Mais qui peut sereinement prétendre pouvoir jeter un regard critique sur nos quotidiens et hebdomadaires ? Certainement pas quelqu’un qui, comme moi, avec l’âge a acquis de mauvaises habitudes de lecture et a perdu bien des illusions et prétentions scientifiques. Mais ce quelqu’un peut, voire doit, s’interroger pourquoi il achète, lit ou feuillette tel ou tel journal.

J’aimerais formuler deux hypothèses que j’essaierai de lier à la situation journalistique luxembourgeoise. Au préalable cependant, pour rester crédible envers quelques amis, cet article m’oblige à faire un « outing ». Oui, il m’arrive de lire le Bild. La honte ! Toute ma crédibilité intellectuelle, ou celle qui me restait, s’effondre. Certes, mais j’ai une excuse: en tant que sociologue, je peux toujours prétendre au sacrifice par intérêt scientifique.

Le pire étant avoué, je peux avancer mes hypothèses.

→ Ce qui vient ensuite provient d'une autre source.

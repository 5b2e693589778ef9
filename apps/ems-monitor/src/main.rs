//! 采集服务进程：后台轮询调度器 + 只读查询 HTTP 接口。

mod handlers;
mod middleware;
mod routes;
mod utils;

use ems_config::{AppConfig, SiteConfig, load_site_config};
use ems_normalize::Validator;
use ems_pipeline::{PollingScheduler, SchedulerConfig, StorageEquipmentSource, StorageSink};
use ems_protocol::{ModbusTcpConfig, ModbusTcpConnector, RegisterMaps};
use ems_storage::{
    CycleStore, EquipmentStore, EventLogStore, InMemoryCycleStore, InMemoryEquipmentStateStore,
    InMemoryEquipmentStore, InMemoryEventLogStore, InMemoryLatestReadingStore,
    InMemoryReadingStore, InMemoryThresholdStore, LatestReadingStore, PgCycleStore,
    PgEquipmentStore, PgEventLogStore, PgReadingStore, PgThresholdStore, ReadingStore,
    RedisLatestReadingStore, ThresholdStore, connect_pool,
};
use ems_telemetry::init_tracing;
use ems_threshold::{StorageThresholdSource, ThresholdEngine};
use std::sync::Arc;
use tracing::{info, warn};

/// Handler 共享状态。
#[derive(Clone)]
pub struct AppState {
    pub equipment: Arc<dyn EquipmentStore>,
    pub readings: Arc<dyn ReadingStore>,
    pub latest: Arc<dyn LatestReadingStore>,
    pub events: Arc<dyn EventLogStore>,
    pub scheduler: PollingScheduler,
}

/// 采集侧与查询侧共用的存储组合。
struct Stores {
    equipment: Arc<dyn EquipmentStore>,
    thresholds: Arc<dyn ThresholdStore>,
    readings: Arc<dyn ReadingStore>,
    events: Arc<dyn EventLogStore>,
    latest: Arc<dyn LatestReadingStore>,
    /// 采集周期的整批写入
    cycles: Arc<dyn CycleStore>,
}

#[tokio::main]
async fn main() -> Result<(), Box<dyn std::error::Error>> {
    dotenvy::dotenv().ok();
    let config = AppConfig::from_env()?;
    init_tracing();

    let site = match &config.site_config_path {
        Some(path) => Some(load_site_config(path)?),
        None => None,
    };
    let maps = match site.as_ref().and_then(|site| site.registers.clone()) {
        Some(value) => RegisterMaps::from_value(value)?,
        None => RegisterMaps::default(),
    };
    let stores = open_stores(&config, site).await?;

    let thresholds = Arc::new(ThresholdEngine::new(
        Arc::new(StorageThresholdSource::new(stores.thresholds.clone())),
        config.threshold_cache_ttl(),
    ));
    let sink = StorageSink::new(stores.cycles.clone()).with_latest(stores.latest.clone());
    let connector = ModbusTcpConnector::new(ModbusTcpConfig {
        connect_timeout_ms: config.connect_timeout_ms,
        read_timeout_ms: config.read_timeout_ms,
    });
    let scheduler = PollingScheduler::new(
        SchedulerConfig {
            poll_interval: config.poll_interval(),
            error_backoff: config.cycle_error_backoff(),
        },
        Arc::new(StorageEquipmentSource::new(stores.equipment.clone())),
        Arc::new(connector),
        Arc::new(maps),
        Validator::default(),
        thresholds,
        Arc::new(sink),
    );

    if config.auto_start {
        scheduler.start();
    }

    let state = AppState {
        equipment: stores.equipment,
        readings: stores.readings,
        latest: stores.latest,
        events: stores.events,
        scheduler: scheduler.clone(),
    };
    let app = routes::create_router(state);

    let listener = tokio::net::TcpListener::bind(&config.http_addr).await?;
    info!(addr = %config.http_addr, "http server listening");
    axum::serve(listener, app)
        .with_graceful_shutdown(shutdown_signal())
        .await?;

    // 等待进行中的周期落库后退出
    scheduler.shutdown().await;
    Ok(())
}

/// 配置了数据库则全部走 Postgres，否则由站点文件驱动内存存储。
///
/// 内存存储只适合演示与短时调试：读数、状态历史与事件按 `DEFAULT_*` 保留上限滚动丢弃，
/// 进程退出即丢失。
async fn open_stores(
    config: &AppConfig,
    site: Option<SiteConfig>,
) -> Result<Stores, Box<dyn std::error::Error>> {
    let latest: Arc<dyn LatestReadingStore> = match &config.redis_url {
        Some(url) => Arc::new(RedisLatestReadingStore::connect(
            url,
            config.redis_latest_ttl_seconds,
        )?),
        None => Arc::new(InMemoryLatestReadingStore::new()),
    };

    if let Some(database_url) = &config.database_url {
        if site.is_some() {
            warn!("EMS_DATABASE_URL is set, site config only supplies register maps");
        }
        let pool = connect_pool(database_url).await?;
        return Ok(Stores {
            equipment: Arc::new(PgEquipmentStore::new(pool.clone())),
            thresholds: Arc::new(PgThresholdStore::new(pool.clone())),
            readings: Arc::new(PgReadingStore::new(pool.clone())),
            events: Arc::new(PgEventLogStore::new(pool.clone())),
            cycles: Arc::new(PgCycleStore::new(pool)),
            latest,
        });
    }

    let site = site.unwrap_or_default();
    info!(
        equipment = site.equipment.len(),
        meters = site.meters.len(),
        thresholds = site.thresholds.len(),
        "using in-memory storage seeded from site config"
    );
    let readings = Arc::new(InMemoryReadingStore::new());
    let events = Arc::new(InMemoryEventLogStore::new());
    let cycles = InMemoryCycleStore::new(
        readings.clone(),
        Arc::new(InMemoryEquipmentStateStore::new()),
        events.clone(),
    );
    Ok(Stores {
        equipment: Arc::new(InMemoryEquipmentStore::new(site.equipment, site.meters)),
        thresholds: Arc::new(InMemoryThresholdStore::new(site.thresholds)),
        readings,
        events,
        cycles: Arc::new(cycles),
        latest,
    })
}

async fn shutdown_signal() {
    if let Err(err) = tokio::signal::ctrl_c().await {
        warn!(error = %err, "failed to listen for shutdown signal");
        std::future::pending::<()>().await;
    }
    info!("shutdown signal received");
}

D’abord, tout journal qui a des lecteurs a le mérite de répondre à des attentes, même – ou surtout – un Feierkrop au Luxembourg, un Bild en Allemagne… Sociologiquement ces attentes sont plus intéressantes que les réponses données pour les satisfaire, en l’occurrence les productions journalistiques. Ensuite, il y a la logique « distinction – imitation – ressemblance » qui fait que, dans un pays comme le Luxembourg, où il y a une sur-offre de journaux, on lit in fine presque toujours la même chose, au risque d’un appauvrissement par généralisation.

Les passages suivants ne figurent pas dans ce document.